#### ABOUT THIS EXERCISE:
Where in the records does the word "method" occur? Copy each line in which it does.

+++

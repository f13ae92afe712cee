//! Single-attempt HTTP retrieval with a fixed browser-like header set.

use std::path::Path;
use std::time::Duration;

use reqwest::Client;
use reqwest::header::{ACCEPT, ACCEPT_ENCODING, ACCEPT_LANGUAGE, CONNECTION, HeaderMap, HeaderValue};
use tokio::fs::File;
use tokio::io::AsyncWriteExt;
use tracing::{debug, instrument};

use kbharvest_shared::{HarvestError, Result};

/// User-Agent string for every outbound request.
const USER_AGENT: &str = concat!(
    "Mozilla/5.0 (compatible; kbharvest/",
    env!("CARGO_PKG_VERSION"),
    ")"
);

const ACCEPT_PAGE: &str = "text/html,application/xhtml+xml,application/xml;q=0.9,image/webp,*/*;q=0.8";
const ACCEPT_BINARY: &str = "application/pdf,application/octet-stream,*/*";

/// Result of streaming a binary body to disk.
#[derive(Debug, Clone)]
pub struct SavedBody {
    /// Bytes written.
    pub size: u64,
    /// `Content-Type` response header, lower-cased.
    pub content_type: Option<String>,
}

/// Thin wrapper over a configured `reqwest` client. No retries.
#[derive(Debug, Clone)]
pub struct Fetcher {
    client: Client,
}

impl Fetcher {
    /// Fetcher for HTML pages.
    pub fn for_pages(timeout: Duration) -> Result<Self> {
        Self::build(ACCEPT_PAGE, timeout)
    }

    /// Fetcher for binary downloads.
    pub fn for_downloads(timeout: Duration) -> Result<Self> {
        Self::build(ACCEPT_BINARY, timeout)
    }

    fn build(accept: &'static str, timeout: Duration) -> Result<Self> {
        let mut headers = HeaderMap::new();
        headers.insert(ACCEPT, HeaderValue::from_static(accept));
        headers.insert(ACCEPT_LANGUAGE, HeaderValue::from_static("en-US,en;q=0.5"));
        headers.insert(ACCEPT_ENCODING, HeaderValue::from_static("gzip, deflate"));
        headers.insert(CONNECTION, HeaderValue::from_static("keep-alive"));

        let client = Client::builder()
            .user_agent(USER_AGENT)
            .default_headers(headers)
            .redirect(reqwest::redirect::Policy::limited(5))
            .timeout(timeout)
            .build()
            .map_err(|e| HarvestError::Network(format!("failed to build HTTP client: {e}")))?;

        Ok(Self { client })
    }

    /// Fetch a page body as text.
    #[instrument(skip(self))]
    pub async fn fetch_text(&self, url: &str) -> Result<String> {
        let response = self.send(url).await?;
        let body = response
            .text()
            .await
            .map_err(|e| HarvestError::Network(format!("{url}: body read failed: {e}")))?;

        debug!(bytes = body.len(), "page fetched");
        Ok(body)
    }

    /// Stream a body into a file at `target`, replacing any existing file.
    ///
    /// A transfer that fails midway leaves whatever was already written.
    #[instrument(skip(self, target), fields(target = %target.display()))]
    pub async fn fetch_to_file(&self, url: &str, target: &Path) -> Result<SavedBody> {
        let mut response = self.send(url).await?;
        let content_type = response
            .headers()
            .get(reqwest::header::CONTENT_TYPE)
            .and_then(|v| v.to_str().ok())
            .map(str::to_lowercase);

        let mut file = File::create(target)
            .await
            .map_err(|e| HarvestError::io(target, e))?;

        let mut size = 0u64;
        while let Some(chunk) = response
            .chunk()
            .await
            .map_err(|e| HarvestError::Network(format!("{url}: body read failed: {e}")))?
        {
            file.write_all(&chunk)
                .await
                .map_err(|e| HarvestError::io(target, e))?;
            size += chunk.len() as u64;
        }
        file.flush().await.map_err(|e| HarvestError::io(target, e))?;

        debug!(bytes = size, content_type = ?content_type, "body saved");
        Ok(SavedBody { size, content_type })
    }

    async fn send(&self, url: &str) -> Result<reqwest::Response> {
        let response = self.client.get(url).send().await.map_err(|e| {
            if e.is_timeout() {
                HarvestError::Network(format!("{url}: timed out"))
            } else {
                HarvestError::Network(format!("{url}: {e}"))
            }
        })?;

        let status = response.status();
        if !status.is_success() {
            return Err(HarvestError::Network(format!("{url}: HTTP {status}")));
        }

        Ok(response)
    }
}

#[cfg(test)]
mod tests {
    use super::*;
    use wiremock::matchers::{header, header_exists, method, path};
    use wiremock::{Mock, MockServer, ResponseTemplate};

    #[tokio::test]
    async fn sends_fixed_headers() {
        let server = MockServer::start().await;
        Mock::given(method("GET"))
            .and(path("/page"))
            .and(header_exists("accept-language"))
            .and(header_exists("accept-encoding"))
            .and(header("user-agent", USER_AGENT))
            .respond_with(ResponseTemplate::new(200).set_body_string("<h1>ok</h1>"))
            .mount(&server)
            .await;

        let fetcher = Fetcher::for_pages(Duration::from_secs(5)).unwrap();
        let body = fetcher
            .fetch_text(&format!("{}/page", server.uri()))
            .await
            .unwrap();
        assert_eq!(body, "<h1>ok</h1>");

        let requests = server.received_requests().await.expect("recording enabled");
        let headers = &requests[0].headers;
        assert_eq!(headers.get("accept").unwrap().to_str().unwrap(), ACCEPT_PAGE);
        assert_eq!(
            headers.get("accept-language").unwrap().to_str().unwrap(),
            "en-US,en;q=0.5"
        );
    }

    #[tokio::test]
    async fn non_success_status_is_network_error() {
        let server = MockServer::start().await;
        Mock::given(path("/missing"))
            .respond_with(ResponseTemplate::new(404))
            .mount(&server)
            .await;

        let fetcher = Fetcher::for_pages(Duration::from_secs(5)).unwrap();
        let err = fetcher
            .fetch_text(&format!("{}/missing", server.uri()))
            .await
            .unwrap_err();
        assert!(matches!(err, HarvestError::Network(_)));
        assert!(err.to_string().contains("404"));
    }

    #[tokio::test]
    async fn slow_response_times_out() {
        let server = MockServer::start().await;
        Mock::given(path("/slow"))
            .respond_with(
                ResponseTemplate::new(200)
                    .set_body_string("late")
                    .set_delay(Duration::from_secs(3)),
            )
            .mount(&server)
            .await;

        let fetcher = Fetcher::for_pages(Duration::from_millis(300)).unwrap();
        let err = fetcher
            .fetch_text(&format!("{}/slow", server.uri()))
            .await
            .unwrap_err();
        assert!(matches!(err, HarvestError::Network(_)));
    }

    #[tokio::test]
    async fn connection_refused_is_network_error() {
        let fetcher = Fetcher::for_pages(Duration::from_secs(2)).unwrap();
        let err = fetcher.fetch_text("http://127.0.0.1:9/").await.unwrap_err();
        assert!(matches!(err, HarvestError::Network(_)));
    }

    #[tokio::test]
    async fn binary_body_is_streamed_to_file() {
        let server = MockServer::start().await;
        let body: Vec<u8> = b"%PDF-1.7 "
            .iter()
            .copied()
            .chain(std::iter::repeat_n(b'x', 200_000))
            .collect();
        Mock::given(path("/doc.pdf"))
            .respond_with(
                ResponseTemplate::new(200)
                    .set_body_bytes(body.clone())
                    .insert_header("content-type", "Application/PDF"),
            )
            .mount(&server)
            .await;

        let dir = std::env::temp_dir().join(format!("kbh-fetch-test-{}", std::process::id()));
        std::fs::create_dir_all(&dir).unwrap();
        let target = dir.join("doc.pdf");

        let fetcher = Fetcher::for_downloads(Duration::from_secs(5)).unwrap();
        let saved = fetcher
            .fetch_to_file(&format!("{}/doc.pdf", server.uri()), &target)
            .await
            .unwrap();

        assert_eq!(saved.size, body.len() as u64);
        assert_eq!(saved.content_type.as_deref(), Some("application/pdf"));
        assert_eq!(std::fs::read(&target).unwrap(), body);

        let requests = server.received_requests().await.expect("recording enabled");
        assert_eq!(
            requests[0].headers.get("accept").unwrap().to_str().unwrap(),
            ACCEPT_BINARY
        );

        let _ = std::fs::remove_dir_all(&dir);
    }

    #[tokio::test]
    async fn failed_status_creates_no_file() {
        let server = MockServer::start().await;
        Mock::given(path("/gone.pdf"))
            .respond_with(ResponseTemplate::new(410))
            .mount(&server)
            .await;

        let dir = std::env::temp_dir().join(format!("kbh-fetch-gone-{}", std::process::id()));
        std::fs::create_dir_all(&dir).unwrap();
        let target = dir.join("gone.pdf");

        let fetcher = Fetcher::for_downloads(Duration::from_secs(5)).unwrap();
        let err = fetcher
            .fetch_to_file(&format!("{}/gone.pdf", server.uri()), &target)
            .await
            .unwrap_err();
        assert!(matches!(err, HarvestError::Network(_)));
        assert!(!target.exists());

        let _ = std::fs::remove_dir_all(&dir);
    }
}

+++

#### SOLUTION TO THE PROBLEM:
    use wiremock::matchers::{header, header_exists, method, path};
        Mock::given(method("GET"))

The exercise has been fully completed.